Personal information
- Born: May 18, 1975 (age 50) Washington, D.C., U.S.
- Height: 5 ft 11 in (1.80 m)
- Weight: 218 lb (99 kg)

Career information
- High school: Riverdale Baptist School (Upper Marlboro, Maryland)
- College: Georgia
- NFL draft: 1999: 4th round, 127th overall pick

Career history
- Denver Broncos (1999–2002); Buffalo Bills (2003)*; Detroit Lions (2003–2004);
- * Offseason and/or practice squad member only

Awards and highlights
- NFL All-Rookie Team (1999);

Career NFL statistics
- Rushing attempts: 496
- Rushing yards: 1,998
- Rushing touchdowns: 11
- Receptions: 59
- Receiving yards: 415
- Stats at Pro Football Reference

= Olandis Gary =

American football player (born 1975)

Olandis C. Gary (born May 18, 1975) is an American former professional football player who was a running back in the National Football League (NFL) for the Denver Broncos from 1999 to 2002 and the Detroit Lions from 2003 to 2004. He played college football for the Georgia Bulldogs and was selected in the fourth round of the 1999 NFL draft.

His best season in the NFL came in 1999 when he replaced an injured Terrell Davis and rushed for 1,159 yards on 276 attempts, a 4.2 yards per carry average, with seven touchdowns. He injured his knee the following season and appeared to never fully recover, as his success was limited in the following years. He was one of many Broncos running backs to have success in Denver's potent run blocking system, along with Davis, Mike Anderson, Clinton Portis, Reuben Droughns, Tatum Bell, Mike Bell, Selvin Young, and Quentin Griffin.

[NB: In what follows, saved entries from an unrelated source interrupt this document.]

/// Register reserved for pseudo-instruction expansion (`x31`, spelled `at`).
pub const SCRATCH: u8 = 31;
pub const SCRATCH_NAME: &str = "at";

/// Register mnemonics and ABI aliases. `at` shares x31 with `t6`.
pub const REGISTERS: &[(&str, u8)] = &[
    ("zero", 0),
    ("ra", 1),
    ("sp", 2),
    ("gp", 3),
    ("tp", 4),
    ("t0", 5),
    ("t1", 6),
    ("t2", 7),
    ("s0", 8),
    ("fp", 8),
    ("s1", 9),
    ("a0", 10),
    ("a1", 11),
    ("a2", 12),
    ("a3", 13),
    ("a4", 14),
    ("a5", 15),
    ("a6", 16),
    ("a7", 17),
    ("s2", 18),
    ("s3", 19),
    ("s4", 20),
    ("s5", 21),
    ("s6", 22),
    ("s7", 23),
    ("s8", 24),
    ("s9", 25),
    ("s10", 26),
    ("s11", 27),
    ("t3", 28),
    ("t4", 29),
    ("t5", 30),
    ("t6", 31),
    ("at", 31),
];

/// Look up `x0`..`x31` or an ABI alias; case-insensitive.
pub fn lookup(token: &str) -> Option<u8> {
    let t = token.trim().to_ascii_lowercase();
    if let Some(num) = t.strip_prefix('x') {
        // reject "x01" and friends so each index has one numeric spelling
        if num.is_empty() || (num.len() > 1 && num.starts_with('0')) {
            return None;
        }
        return num.parse::<u8>().ok().filter(|n| *n < 32);
    }
    REGISTERS
        .iter()
        .find(|(name, _)| *name == t)
        .map(|(_, idx)| *idx)
}

pub fn is_register(token: &str) -> bool {
    lookup(token).is_some()
}
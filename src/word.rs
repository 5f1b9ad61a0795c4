use std::fmt;

use serde::{Deserialize, Serialize};

/// One encoded 32-bit instruction.
///
/// `Display` renders the reference text form: binary MSB first, grouped in
/// nibbles, e.g. `0000 0000 0000 0000 0000 0000 0110 1111`.
#[derive(Debug, Clone, Copy, PartialEq, Eq, Hash, Serialize, Deserialize)]
#[serde(transparent)]
pub struct MachineWord(pub u32);

impl MachineWord {
    pub fn bits(self) -> u32 {
        self.0
    }

    pub fn to_le_bytes(self) -> [u8; 4] {
        self.0.to_le_bytes()
    }

    /// Binary text without group separators.
    pub fn to_bit_string(self) -> String {
        format!("{:032b}", self.0)
    }
}

impl From<MachineWord> for u32 {
    fn from(w: MachineWord) -> u32 {
        w.0
    }
}

impl fmt::Display for MachineWord {
    fn fmt(&self, f: &mut fmt::Formatter<'_>) -> fmt::Result {
        for nibble in (0..8).rev() {
            let v = (self.0 >> (nibble * 4)) & 0xF;
            write!(f, "{v:04b}")?;
            if nibble != 0 {
                f.write_str(" ")?;
            }
        }
        Ok(())
    }
}

impl fmt::LowerHex for MachineWord {
    fn fmt(&self, f: &mut fmt::Formatter<'_>) -> fmt::Result {
        fmt::LowerHex::fmt(&self.0, f)
    }
}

As of 2017's NFL off-season, Gary still held at least 2 Broncos franchise records, including:
- Rush Attempts: rookie game (37 on 1999-10-17 GNB; with Mike Anderson)
- Rush Yds/Game: rookie season (96.6 in 1999)

Pre-draft measurables
| Height | Weight | 40-yard dash | 10-yard split | 20-yard split | 20-yard shuttle | Three-cone drill | Vertical jump | Broad jump | Bench press |
| 5 ft 11+3⁄4 in (1.82 m) | 216 lb (98 kg) | 4.71 s | 1.60 s | 2.64 s | 4.13 s | 7.15 s | 34.0 in (0.86 m) | 9 ft 8 in (2.95 m) | 22 reps |
All values from NFL Combine

==College Statistics==
- 1997: 66 carries for 381 yards with 7 TD. 7 catches for 75 yards with 1 TD.
- 1998: 143 carries for 698 yards with 10 TD. 10 catches for 117 yards.